Find the word "capture" in the records and copy every line where it occurs.
*** RECORDED DATA Section Begins ***
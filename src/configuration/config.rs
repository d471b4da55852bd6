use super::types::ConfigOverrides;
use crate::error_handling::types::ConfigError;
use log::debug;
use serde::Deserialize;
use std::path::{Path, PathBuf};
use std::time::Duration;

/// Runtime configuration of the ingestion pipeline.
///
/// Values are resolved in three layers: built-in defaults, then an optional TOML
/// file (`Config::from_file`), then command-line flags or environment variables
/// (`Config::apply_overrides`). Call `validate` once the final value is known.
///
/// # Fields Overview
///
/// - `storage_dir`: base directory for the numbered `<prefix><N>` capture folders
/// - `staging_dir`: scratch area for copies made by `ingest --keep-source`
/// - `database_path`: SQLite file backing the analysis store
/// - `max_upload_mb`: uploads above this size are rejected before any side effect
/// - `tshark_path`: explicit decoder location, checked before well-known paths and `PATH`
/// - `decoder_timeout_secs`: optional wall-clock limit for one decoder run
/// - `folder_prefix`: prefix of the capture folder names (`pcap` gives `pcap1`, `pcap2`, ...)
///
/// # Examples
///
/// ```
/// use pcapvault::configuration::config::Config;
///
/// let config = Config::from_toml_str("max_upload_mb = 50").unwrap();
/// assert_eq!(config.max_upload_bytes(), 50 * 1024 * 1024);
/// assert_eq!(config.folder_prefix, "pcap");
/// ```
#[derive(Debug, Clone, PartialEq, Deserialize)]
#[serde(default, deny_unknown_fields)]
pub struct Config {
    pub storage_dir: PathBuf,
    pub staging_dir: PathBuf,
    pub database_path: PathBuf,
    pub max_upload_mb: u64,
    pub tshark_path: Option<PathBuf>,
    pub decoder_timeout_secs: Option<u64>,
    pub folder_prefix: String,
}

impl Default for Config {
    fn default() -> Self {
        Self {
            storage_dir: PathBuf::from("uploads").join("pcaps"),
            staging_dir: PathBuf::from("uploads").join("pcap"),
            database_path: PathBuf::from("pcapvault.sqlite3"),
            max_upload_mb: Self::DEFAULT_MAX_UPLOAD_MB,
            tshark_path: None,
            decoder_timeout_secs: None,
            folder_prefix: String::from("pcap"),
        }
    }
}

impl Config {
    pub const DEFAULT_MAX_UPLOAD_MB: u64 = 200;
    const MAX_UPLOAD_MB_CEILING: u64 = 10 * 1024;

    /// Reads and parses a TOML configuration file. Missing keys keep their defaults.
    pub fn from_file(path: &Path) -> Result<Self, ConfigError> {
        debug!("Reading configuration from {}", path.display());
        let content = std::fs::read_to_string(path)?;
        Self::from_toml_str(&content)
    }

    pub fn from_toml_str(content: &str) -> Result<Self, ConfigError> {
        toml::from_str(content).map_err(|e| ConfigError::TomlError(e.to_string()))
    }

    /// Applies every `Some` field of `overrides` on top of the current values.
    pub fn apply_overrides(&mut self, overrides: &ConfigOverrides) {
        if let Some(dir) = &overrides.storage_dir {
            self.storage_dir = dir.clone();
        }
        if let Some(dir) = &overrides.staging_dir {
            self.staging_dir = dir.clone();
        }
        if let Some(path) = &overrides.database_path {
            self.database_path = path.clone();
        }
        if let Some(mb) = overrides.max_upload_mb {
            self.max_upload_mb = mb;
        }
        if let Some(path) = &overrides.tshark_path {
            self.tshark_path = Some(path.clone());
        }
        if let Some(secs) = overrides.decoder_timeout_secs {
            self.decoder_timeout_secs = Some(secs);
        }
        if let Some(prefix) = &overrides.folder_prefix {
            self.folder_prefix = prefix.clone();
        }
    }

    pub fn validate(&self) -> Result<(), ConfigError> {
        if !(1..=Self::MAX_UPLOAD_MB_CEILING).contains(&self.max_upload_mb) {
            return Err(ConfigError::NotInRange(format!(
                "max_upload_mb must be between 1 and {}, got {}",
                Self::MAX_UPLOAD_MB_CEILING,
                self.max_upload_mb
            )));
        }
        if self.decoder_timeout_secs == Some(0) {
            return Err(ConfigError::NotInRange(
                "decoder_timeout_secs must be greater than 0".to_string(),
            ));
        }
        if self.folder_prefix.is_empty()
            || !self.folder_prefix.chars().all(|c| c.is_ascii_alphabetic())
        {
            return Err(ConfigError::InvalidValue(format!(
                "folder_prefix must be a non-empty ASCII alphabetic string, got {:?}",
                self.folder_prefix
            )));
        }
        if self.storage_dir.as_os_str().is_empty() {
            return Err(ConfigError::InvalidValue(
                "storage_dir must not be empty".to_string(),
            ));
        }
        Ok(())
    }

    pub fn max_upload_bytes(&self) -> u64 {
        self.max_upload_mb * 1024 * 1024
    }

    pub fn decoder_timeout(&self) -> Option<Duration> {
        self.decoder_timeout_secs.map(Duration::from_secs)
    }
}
*** RECORDED DATA Section Ends ***
*** RECORDED DATA Section Begins ***
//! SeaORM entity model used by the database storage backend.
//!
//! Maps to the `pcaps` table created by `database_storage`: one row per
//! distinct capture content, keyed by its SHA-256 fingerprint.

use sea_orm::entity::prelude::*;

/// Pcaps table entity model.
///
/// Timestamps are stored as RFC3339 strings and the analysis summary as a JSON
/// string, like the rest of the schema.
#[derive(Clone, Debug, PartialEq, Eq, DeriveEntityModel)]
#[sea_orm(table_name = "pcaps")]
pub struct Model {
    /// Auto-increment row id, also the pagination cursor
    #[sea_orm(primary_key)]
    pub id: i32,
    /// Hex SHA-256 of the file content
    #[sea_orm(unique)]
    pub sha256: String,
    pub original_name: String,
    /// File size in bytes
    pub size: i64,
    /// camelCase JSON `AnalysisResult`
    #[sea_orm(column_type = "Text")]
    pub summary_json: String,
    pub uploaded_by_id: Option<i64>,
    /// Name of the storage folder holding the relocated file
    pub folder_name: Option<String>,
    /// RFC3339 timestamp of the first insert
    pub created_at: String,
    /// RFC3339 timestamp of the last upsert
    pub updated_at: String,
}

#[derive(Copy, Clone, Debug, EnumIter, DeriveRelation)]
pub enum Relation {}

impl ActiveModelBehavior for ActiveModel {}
*** RECORDED DATA Section Ends ***
> _SOLUTION FOR THIS TASK_
/// - `storage_dir`: base directory for the numbered `<prefix><N>` capture folders
/// - `folder_prefix`: prefix of the capture folder names (`pcap` gives `pcap1`, `pcap2`, ...)
//! distinct capture content, keyed by its SHA-256 fingerprint.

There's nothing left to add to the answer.